**The data**:
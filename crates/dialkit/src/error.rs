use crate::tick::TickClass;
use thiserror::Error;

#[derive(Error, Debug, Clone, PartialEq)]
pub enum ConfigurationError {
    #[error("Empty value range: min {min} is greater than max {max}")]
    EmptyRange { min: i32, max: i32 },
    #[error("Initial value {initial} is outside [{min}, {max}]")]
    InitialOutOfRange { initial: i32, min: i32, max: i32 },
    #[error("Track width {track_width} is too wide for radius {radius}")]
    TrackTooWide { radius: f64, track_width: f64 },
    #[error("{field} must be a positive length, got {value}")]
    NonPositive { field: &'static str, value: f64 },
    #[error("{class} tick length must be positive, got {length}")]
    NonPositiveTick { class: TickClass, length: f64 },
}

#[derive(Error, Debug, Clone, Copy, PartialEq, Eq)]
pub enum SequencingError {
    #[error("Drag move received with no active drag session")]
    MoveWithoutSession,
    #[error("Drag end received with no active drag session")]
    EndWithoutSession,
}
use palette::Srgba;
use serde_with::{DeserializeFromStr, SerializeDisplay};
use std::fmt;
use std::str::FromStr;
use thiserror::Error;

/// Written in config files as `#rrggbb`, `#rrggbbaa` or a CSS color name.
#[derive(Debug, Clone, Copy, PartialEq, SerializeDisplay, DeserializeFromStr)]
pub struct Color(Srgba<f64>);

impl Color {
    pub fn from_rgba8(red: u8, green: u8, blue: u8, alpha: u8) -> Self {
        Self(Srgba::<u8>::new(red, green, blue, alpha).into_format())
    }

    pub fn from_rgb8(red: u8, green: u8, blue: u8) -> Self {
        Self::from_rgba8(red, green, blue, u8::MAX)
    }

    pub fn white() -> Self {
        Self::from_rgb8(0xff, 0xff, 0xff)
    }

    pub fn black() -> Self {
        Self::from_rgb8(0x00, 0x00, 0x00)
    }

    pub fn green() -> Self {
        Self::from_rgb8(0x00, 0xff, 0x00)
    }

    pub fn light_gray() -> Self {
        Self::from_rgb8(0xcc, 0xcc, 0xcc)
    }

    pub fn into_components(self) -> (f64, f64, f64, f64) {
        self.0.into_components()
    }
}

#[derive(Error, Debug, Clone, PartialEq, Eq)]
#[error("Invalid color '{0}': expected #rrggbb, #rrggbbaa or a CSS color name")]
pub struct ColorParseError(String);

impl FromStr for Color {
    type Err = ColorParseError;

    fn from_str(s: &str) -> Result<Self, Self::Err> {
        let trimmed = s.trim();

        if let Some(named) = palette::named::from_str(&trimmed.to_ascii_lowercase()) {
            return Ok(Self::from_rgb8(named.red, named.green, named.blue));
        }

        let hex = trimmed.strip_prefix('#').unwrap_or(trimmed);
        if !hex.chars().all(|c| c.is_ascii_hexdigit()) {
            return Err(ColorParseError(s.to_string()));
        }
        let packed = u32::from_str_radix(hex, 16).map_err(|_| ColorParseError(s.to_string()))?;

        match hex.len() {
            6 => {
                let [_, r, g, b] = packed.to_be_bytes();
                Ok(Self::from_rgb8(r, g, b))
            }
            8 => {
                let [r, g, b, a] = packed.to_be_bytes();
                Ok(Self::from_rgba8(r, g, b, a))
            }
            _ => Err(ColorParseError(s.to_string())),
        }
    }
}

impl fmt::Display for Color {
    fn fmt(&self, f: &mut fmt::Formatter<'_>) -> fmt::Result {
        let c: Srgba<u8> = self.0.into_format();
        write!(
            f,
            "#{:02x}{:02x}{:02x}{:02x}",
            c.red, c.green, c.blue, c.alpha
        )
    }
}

**Exercise description**: In the answer, include exactly the lines from the line containing "if let Some(named)" through the end of the data, and nothing else.

**Reply to the task**:
        if let Some(named) = palette::named::from_str(&trimmed.to_ascii_lowercase()) {
            return Ok(Self::from_rgb8(named.red, named.green, named.blue));
        }

        let hex = trimmed.strip_prefix('#').unwrap_or(trimmed);
        if !hex.chars().all(|c| c.is_ascii_hexdigit()) {
            return Err(ColorParseError(s.to_string()));
        }
        let packed = u32::from_str_radix(hex, 16).map_err(|_| ColorParseError(s.to_string()))?;

        match hex.len() {
            6 => {
                let [_, r, g, b] = packed.to_be_bytes();
                Ok(Self::from_rgb8(r, g, b))
            }
            8 => {
                let [r, g, b, a] = packed.to_be_bytes();
                Ok(Self::from_rgba8(r, g, b, a))
            }
            _ => Err(ColorParseError(s.to_string())),
        }
    }
}

impl fmt::Display for Color {
    fn fmt(&self, f: &mut fmt::Formatter<'_>) -> fmt::Result {
        let c: Srgba<u8> = self.0.into_format();
        write!(
            f,
            "#{:02x}{:02x}{:02x}{:02x}",
            c.red, c.green, c.blue, c.alpha
        )
    }
}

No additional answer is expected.